<<<<

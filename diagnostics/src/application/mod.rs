// Copyright (c) 2026 100monkeys.ai
// SPDX-License-Identifier: AGPL-3.0
//! Application
//!
//! Services that drive the domain through the store contracts.
//!
//! # Architecture
//!
//! - **Layer:** Application Layer
//! - **Purpose:** Fix memory, analysis orchestration, the reflexion loop,
//!   retry wrapping and reflection retention

pub mod analysis_service;
pub mod fix_memory;
pub mod reflection_pruner;
pub mod reflexion;
pub mod retry;

use anyhow::Result;
use async_trait::async_trait;
use tracing::warn;

use crate::domain::DiagnosticEvent;

pub use analysis_service::AnalysisService;
pub use fix_memory::{FixMemory, FixMemoryRegistry, FixStoreProvider, WorkspaceRef};
pub use reflection_pruner::{ReflectionPruner, RetentionConfig};
pub use reflexion::{ReflexionConfig, ReflexionResult, ReflexionService, TaskContext, TaskOutcome};
pub use retry::{retry_with_analysis, Diagnosable, RetryPolicy};

/// Event bus trait for publishing domain events
#[async_trait]
pub trait EventBus: Send + Sync {
    async fn publish(&self, event: DiagnosticEvent) -> Result<()>;
}

/// Publish and log on failure. Event delivery never fails the calling operation.
pub(crate) async fn publish_event(bus: &dyn EventBus, event: DiagnosticEvent) {
    let event_type = event.event_type();
    if let Err(e) = bus.publish(event).await {
        warn!(event_type, "Failed to publish diagnostic event: {}", e);
    }
}
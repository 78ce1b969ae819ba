// Copyright (c) 2026 100monkeys.ai
// SPDX-License-Identifier: AGPL-3.0

//! # Classifier
//!
//! Maps an [`ErrorObservation`] to an [`ErrorCategory`] by walking
//! [`PATTERN_TABLE`] in order and returning the first rule with a needle
//! contained in the observation's lower-cased code + message + stack.
//!
//! ## Ordering
//!
//! The table is first-match-wins and its order is part of the contract.
//! Resource rules (`enoent`, `eperm`, `eacces`, ...) sit ahead of the network
//! rules because messages like `connect EACCES 127.0.0.1:80` would otherwise
//! be captured by generic connection patterns. Auth sits ahead of network for
//! the same reason (`401` responses mention the request that failed).
//! Do not sort this table.

use super::category::ErrorCategory;
use super::observation::ErrorObservation;

/// One classifier rule. Needles are lower-case substrings.
///
/// A needle ending in a digit only matches when the next character is not a
/// digit, so `status 401` does not match `status 4010`.
#[derive(Debug, Clone, Copy)]
pub struct PatternRule {
    pub category: ErrorCategory,
    pub needles: &'static [&'static str],
}

impl PatternRule {
    fn matches(&self, text: &str) -> bool {
        self.needles.iter().any(|needle| contains_needle(text, needle))
    }
}

fn contains_needle(text: &str, needle: &str) -> bool {
    if !needle.ends_with(|c: char| c.is_ascii_digit()) {
        return text.contains(needle);
    }
    text.match_indices(needle).any(|(start, matched)| {
        !text[start + matched.len()..].starts_with(|c: char| c.is_ascii_digit())
    })
}

pub static PATTERN_TABLE: &[PatternRule] = &[
    PatternRule {
        category: ErrorCategory::Resource,
        needles: &[
            "enoent",
            "eperm",
            "eacces",
            "enospc",
            "enomem",
            "emfile",
            "no such file or directory",
            "permission denied",
            "operation not permitted",
            "out of memory",
            "heap out of memory",
            "disk full",
            "no space left",
            "too many open files",
            "quota exceeded",
        ],
    },
    PatternRule {
        category: ErrorCategory::Auth,
        needles: &[
            "unauthorized",
            "unauthenticated",
            "forbidden",
            "status 401",
            "status code 401",
            "http 401",
            "error 401",
            "status 403",
            "status code 403",
            "http 403",
            "error 403",
            "authentication failed",
            "invalid credentials",
            "invalid token",
            "token expired",
            "jwt",
            "api key",
            "access denied",
            "not authorized",
        ],
    },
    PatternRule {
        category: ErrorCategory::Network,
        needles: &[
            "etimedout",
            "econnrefused",
            "econnreset",
            "enotfound",
            "eaddrinuse",
            "ehostunreach",
            "socket hang up",
            "timed out",
            "timeout",
            "network",
            "fetch failed",
            "getaddrinfo",
            "dns",
            "connection refused",
            "connection reset",
            "bad gateway",
            "service unavailable",
        ],
    },
    PatternRule {
        category: ErrorCategory::Syntax,
        needles: &[
            "syntaxerror",
            "syntax error",
            "unexpected token",
            "unexpected end of",
            "unexpected identifier",
            "parse error",
            "parsing error",
            "invalid syntax",
            "unterminated",
            "expected expression",
        ],
    },
    PatternRule {
        category: ErrorCategory::Dependency,
        needles: &[
            "cannot find module",
            "module not found",
            "modulenotfounderror",
            "importerror",
            "no module named",
            "eresolve",
            "peer dep",
            "unresolved import",
            "could not resolve dependency",
            "package not found",
            "version conflict",
        ],
    },
    PatternRule {
        category: ErrorCategory::Config,
        needles: &[
            "environment variable",
            "env var",
            "missing required",
            "invalid configuration",
            "misconfigured",
            "not configured",
            "config",
            ".env",
        ],
    },
    PatternRule {
        category: ErrorCategory::State,
        needles: &[
            "race condition",
            "deadlock",
            "conflict",
            "already exists",
            "stale",
            "inconsistent state",
            "invalid state",
            "concurrent modification",
            "optimistic lock",
            "out of sync",
        ],
    },
    PatternRule {
        category: ErrorCategory::Runtime,
        needles: &[
            "typeerror",
            "referenceerror",
            "rangeerror",
            "is not a function",
            "is not defined",
            "cannot read propert",
            "undefined is not",
            "null pointer",
            "nullpointerexception",
            "panicked at",
            "segmentation fault",
            "stack overflow",
            "maximum call stack",
            "unhandled promise rejection",
        ],
    },
];

/// Classify an observation. Total: unmatched input falls back to `Unknown`.
pub fn classify(error: &ErrorObservation) -> ErrorCategory {
    let text = error.searchable_text();
    PATTERN_TABLE
        .iter()
        .find(|rule| rule.matches(&text))
        .map(|rule| rule.category)
        .unwrap_or(ErrorCategory::Unknown)
}
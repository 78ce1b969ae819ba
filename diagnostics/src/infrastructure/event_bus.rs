// Copyright (c) 2026 100monkeys.ai
// SPDX-License-Identifier: AGPL-3.0

// Event Bus Implementation - Pub/Sub for Diagnostic Events
//
// In-memory fan-out over a tokio broadcast channel. Events published with
// no subscribers are dropped.

use anyhow::Result;
use async_trait::async_trait;
use std::sync::Arc;
use tokio::sync::broadcast;
use tracing::{debug, warn};

use crate::application::EventBus;
use crate::domain::DiagnosticEvent;

/// Broadcast event bus for diagnostic events
#[derive(Clone)]
pub struct BroadcastEventBus {
    sender: Arc<broadcast::Sender<DiagnosticEvent>>,
}

impl BroadcastEventBus {
    /// Capacity is how many events are buffered before slow receivers lag
    pub fn new(capacity: usize) -> Self {
        let (sender, _) = broadcast::channel(capacity.max(1));
        Self {
            sender: Arc::new(sender),
        }
    }

    /// Create event bus with default capacity (1000)
    pub fn with_default_capacity() -> Self {
        Self::new(1000)
    }

    pub fn subscribe(&self) -> EventReceiver {
        EventReceiver {
            receiver: self.sender.subscribe(),
            event_type: None,
        }
    }

    /// Subscribe to a single event type, e.g. `"fix_recorded"`
    pub fn subscribe_type(&self, event_type: &'static str) -> EventReceiver {
        EventReceiver {
            receiver: self.sender.subscribe(),
            event_type: Some(event_type),
        }
    }

    pub fn subscriber_count(&self) -> usize {
        self.sender.receiver_count()
    }
}

impl Default for BroadcastEventBus {
    fn default() -> Self {
        Self::with_default_capacity()
    }
}

#[async_trait]
impl EventBus for BroadcastEventBus {
    async fn publish(&self, event: DiagnosticEvent) -> Result<()> {
        debug!(event_type = event.event_type(), "Publishing event");

        // send() only fails when nobody is subscribed
        let receiver_count = self.sender.send(event).unwrap_or(0);
        if receiver_count == 0 {
            debug!("No subscribers listening to event");
        }
        Ok(())
    }
}

/// Receiver for diagnostic events, optionally filtered by type
pub struct EventReceiver {
    receiver: broadcast::Receiver<DiagnosticEvent>,
    event_type: Option<&'static str>,
}

impl EventReceiver {
    /// Receive the next matching event
    pub async fn recv(&mut self) -> Result<DiagnosticEvent, EventBusError> {
        loop {
            let event = self.receiver.recv().await.map_err(|e| match e {
                broadcast::error::RecvError::Closed => EventBusError::Closed,
                broadcast::error::RecvError::Lagged(n) => {
                    warn!("Event receiver lagged by {} events", n);
                    EventBusError::Lagged(n)
                }
            })?;

            if self.matches(&event) {
                return Ok(event);
            }
        }
    }

    /// Try to receive a matching event without waiting
    pub fn try_recv(&mut self) -> Result<DiagnosticEvent, EventBusError> {
        loop {
            let event = self.receiver.try_recv().map_err(|e| match e {
                broadcast::error::TryRecvError::Empty => EventBusError::Empty,
                broadcast::error::TryRecvError::Closed => EventBusError::Closed,
                broadcast::error::TryRecvError::Lagged(n) => {
                    warn!("Event receiver lagged by {} events", n);
                    EventBusError::Lagged(n)
                }
            })?;

            if self.matches(&event) {
                return Ok(event);
            }
        }
    }

    fn matches(&self, event: &DiagnosticEvent) -> bool {
        self.event_type.is_none_or(|wanted| event.event_type() == wanted)
    }
}

/// Errors that can occur when receiving events
#[derive(Debug, thiserror::Error)]
pub enum EventBusError {
    #[error("Event bus is closed")]
    Closed,

    #[error("No events available")]
    Empty,

    #[error("Receiver lagged by {0} events (events were dropped)")]
    Lagged(u64),
}

#[cfg(test)]
mod tests {
    use super::*;
    use chrono::Utc;

    fn pruned(count: usize) -> DiagnosticEvent {
        DiagnosticEvent::ReflectionsPruned {
            count,
            timestamp: Utc::now(),
        }
    }

    #[tokio::test]
    async fn test_publish_subscribe() {
        let bus = BroadcastEventBus::new(10);
        let mut receiver = bus.subscribe();

        bus.publish(pruned(3)).await.unwrap();

        match receiver.recv().await.unwrap() {
            DiagnosticEvent::ReflectionsPruned { count, .. } => assert_eq!(count, 3),
            other => panic!("Wrong event type received: {other:?}"),
        }
    }

    #[tokio::test]
    async fn test_publish_without_subscribers_is_ok() {
        let bus = BroadcastEventBus::default();
        assert_eq!(bus.subscriber_count(), 0);
        assert!(bus.publish(pruned(1)).await.is_ok());
    }

    #[tokio::test]
    async fn test_type_filtering() {
        let bus = BroadcastEventBus::new(10);
        let mut receiver = bus.subscribe_type("reflections_pruned");

        bus.publish(DiagnosticEvent::FixesEvicted {
            count: 1,
            capacity: 10,
            timestamp: Utc::now(),
        })
        .await
        .unwrap();
        bus.publish(pruned(7)).await.unwrap();

        let event = receiver.try_recv().unwrap();
        assert_eq!(event.event_type(), "reflections_pruned");
        assert!(matches!(receiver.try_recv(), Err(EventBusError::Empty)));
    }

    #[tokio::test]
    async fn test_lagged_receiver() {
        let bus = BroadcastEventBus::new(1);
        let mut receiver = bus.subscribe();

        bus.publish(pruned(1)).await.unwrap();
        bus.publish(pruned(2)).await.unwrap();

        assert!(matches!(receiver.try_recv(), Err(EventBusError::Lagged(1))));
        assert!(receiver.try_recv().is_ok());
    }
}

>>>>

*WHAT TO PRODUCE*
Begin with the top line of the material and go as far as the line with "pub mod reflexion;". Set down those lines exactly, both ends included, and nothing more.

*ANSWER BELOW*
filename diagnostics/src/application/mod.rs
// Copyright (c) 2026 100monkeys.ai
// SPDX-License-Identifier: AGPL-3.0
//! Application
//!
//! Services that drive the domain through the store contracts.
//!
//! # Architecture
//!
//! - **Layer:** Application Layer
//! - **Purpose:** Fix memory, analysis orchestration, the reflexion loop,
//!   retry wrapping and reflection retention

pub mod analysis_service;
pub mod fix_memory;
pub mod reflection_pruner;
pub mod reflexion;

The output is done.